Seems to still be there still. I'm not a Samick fan, but I guess if you really want to find out, go to the source


----------



## Warbow (Apr 18, 2006)

Bob Furman said:


> http://samicksports.com/
> 
> Seems to still be there still. I'm not a Samick fan, but I guess if you really want to find out, go to the source


Unfortunately, when it comes to information on the financial health of a corporation the last place you're likely to get honest information may be the company itself.


----------



## Ar-Pe-Lo (Oct 16, 2011)

Ilf Samick is not existing anymore (except beginners stuff)as both engineers and technology existing in form of MK Archery now.


----------



## Bob Furman (May 16, 2012)

Warbow said:


> Unfortunately, when it comes to information on the financial health of a corporation the last place you're likely to get honest information may be the company itself.

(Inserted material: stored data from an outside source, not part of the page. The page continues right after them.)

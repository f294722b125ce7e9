//! HTTP client for the remote campaign store.
//!
//! The SDK reads through [`CampaignSource`]; the admin CLI uses the CRUD
//! calls on [`CampaignClient`] directly.

mod error;

use async_trait::async_trait;
use reqwest::{Client, Response, StatusCode, Url};
use serde::de::DeserializeOwned;
use serde::Deserialize;
use serde_json::Value;

use crate::campaign::{active_only, decode_entries, Campaign};

pub use error::ClientError;

/// Where the SDK gets its campaign list from.
#[async_trait]
pub trait CampaignSource: Send + Sync {
    /// One best-effort read of the full (unfiltered) campaign list.
    async fn fetch_campaigns(&self) -> Result<Vec<Campaign>, ClientError>;
}

/// List body with entries left undecoded, so each one is checked on its own.
#[derive(Debug, Deserialize)]
struct RawCampaignList {
    campaigns: Vec<Value>,
}

#[derive(Debug, Deserialize)]
struct DeleteResponse {
    campaign: Campaign,
}

#[derive(Debug, Deserialize)]
struct ErrorBody {
    error: ErrorDetail,
}

#[derive(Debug, Deserialize)]
struct ErrorDetail {
    message: String,
}

#[derive(Debug, Clone)]
pub struct CampaignClient {
    client: Client,
    endpoint: Url,
}

impl CampaignClient {
    /// Create a client for the list endpoint, e.g. `http://host/campaigns`.
    ///
    /// No request timeout is configured: each fetch is a single attempt
    /// that lasts as long as the transport allows.
    pub fn new(endpoint: &str) -> Result<Self, ClientError> {
        let endpoint = Url::parse(endpoint).map_err(|e| ClientError::InvalidEndpoint {
            endpoint: endpoint.to_string(),
            reason: e.to_string(),
        })?;
        if endpoint.cannot_be_a_base() {
            return Err(ClientError::InvalidEndpoint {
                endpoint: endpoint.to_string(),
                reason: "endpoint cannot carry path segments".to_string(),
            });
        }
        let client = Client::builder().build().map_err(ClientError::Build)?;
        Ok(Self { client, endpoint })
    }

    pub fn endpoint(&self) -> &Url {
        &self.endpoint
    }

    /// Fetch and keep only active campaigns.
    ///
    /// Any transport, status or decode failure yields an empty list, so
    /// "network down" and "no campaigns" look the same to the caller.
    pub async fn fetch_active_campaigns(&self) -> Vec<Campaign> {
        match self.try_fetch_campaigns().await {
            Ok(campaigns) => active_only(campaigns),
            Err(e) => {
                tracing::warn!(endpoint = %self.endpoint, error = %e, "Campaign fetch failed");
                Vec::new()
            }
        }
    }

    /// Fetch the full list, reporting failures.
    ///
    /// Only a failed request or an unreadable body is an error; individual
    /// entries that are not valid campaigns are skipped with a warning.
    pub async fn try_fetch_campaigns(&self) -> Result<Vec<Campaign>, ClientError> {
        let response = self
            .client
            .get(self.endpoint.clone())
            .send()
            .await
            .map_err(ClientError::Transport)?;
        let list: RawCampaignList = decode(response, None).await?;
        Ok(decode_entries(list.campaigns))
    }

    pub async fn get_campaign(&self, id: &str) -> Result<Campaign, ClientError> {
        let response = self
            .client
            .get(self.item_url(id))
            .send()
            .await
            .map_err(ClientError::Transport)?;
        decode(response, Some(id)).await
    }

    pub async fn create_campaign(&self, campaign: &Campaign) -> Result<Campaign, ClientError> {
        let response = self
            .client
            .post(self.endpoint.clone())
            .json(campaign)
            .send()
            .await
            .map_err(ClientError::Transport)?;
        decode(response, None).await
    }

    /// Merge `patch` (a partial campaign document) into the stored record.
    pub async fn update_campaign(&self, id: &str, patch: &Value) -> Result<Campaign, ClientError> {
        let response = self
            .client
            .put(self.item_url(id))
            .json(patch)
            .send()
            .await
            .map_err(ClientError::Transport)?;
        decode(response, Some(id)).await
    }

    /// Delete a campaign, returning the removed record.
    pub async fn delete_campaign(&self, id: &str) -> Result<Campaign, ClientError> {
        let response = self
            .client
            .delete(self.item_url(id))
            .send()
            .await
            .map_err(ClientError::Transport)?;
        let body: DeleteResponse = decode(response, Some(id)).await?;
        Ok(body.campaign)
    }

    fn item_url(&self, id: &str) -> Url {
        let mut url = self.endpoint.clone();
        if let Ok(mut segments) = url.path_segments_mut() {
            segments.pop_if_empty().push(id);
        }
        url
    }
}

#[async_trait]
impl CampaignSource for CampaignClient {
    async fn fetch_campaigns(&self) -> Result<Vec<Campaign>, ClientError> {
        self.try_fetch_campaigns().await
    }
}

async fn decode<T: DeserializeOwned>(response: Response, id: Option<&str>) -> Result<T, ClientError> {
    let status = response.status();
    if status.is_success() {
        return response.json().await.map_err(ClientError::Decode);
    }

    let message = match response.json::<ErrorBody>().await {
        Ok(body) => body.error.message,
        Err(_) => status.canonical_reason().unwrap_or("unknown error").to_string(),
    };

    match status {
        StatusCode::NOT_FOUND => Err(ClientError::NotFound {
            id: id.unwrap_or_default().to_string(),
        }),
        StatusCode::BAD_REQUEST => Err(ClientError::Rejected { message }),
        _ => Err(ClientError::Status {
            status: status.as_u16(),
            message,
        }),
    }
}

True, but I was actually referring to Lancaster. Maybe Samick is moving away from high end equipment?


----------



## Astroguy (Oct 11, 2013)

I may be wrong, but I think Samicks' money is more wood riser traditional setups. I did take advantage of LAS clearance pricing on Samick risers for my Wife and Daughters. I did try the Black Max version of the Universal Carbon, It looked good but I went with a Winact VT for about $80 more then.


----------



## williamskg6 (Dec 21, 2008)

Bob Furman said:


> http://samicksports.com/


Yeah, that site still loads, but check out the copyright date on the site - 2010. It looks exactly as it did four years ago when I first checked it out and it was outdated then. It feels orphaned because it hasn't been maintained. In conjunction with the lack of stock at most dealers it at least implies that Samick is fading away or out of business. Whether that's true or not I have no idea. On the other hand, I noticed the Samick Vision X riser appeared on Alt Services site last year, which suggested that maybe they were not disappearing after all, but stock of those sold out except the black, with no indication that more are on the way. So, signs still seem to point to fading away...


----------



## zal (May 1, 2007)

It ran into all sorts of political and juridical ****storm years ago due to alleged corruption with student archery programs. Not sure how it ended up, but all designers bled into other companies or started their own. It really is just a shadow of its original glorious past.


----------



## Jim C (Oct 15, 2002)

22big said:


> Is Samick Archery still in business?


There was a Samick booth/table at the ATA show. I didn't spend much time looking but all I saw were basic bows up to what I'd call a middle of the road JOAD bow


----------



## 22big (Apr 26, 2006)

Due to the fact that I own many sets of Samick Masters and recently just finished tuning a new set of Master Max limbs for indoor shooting. I have noticed many Olympic archery equipment shops are putting clearance on the Samick products. Their web site has not been updated for a long time; and of course there was not a new product introduced for a while.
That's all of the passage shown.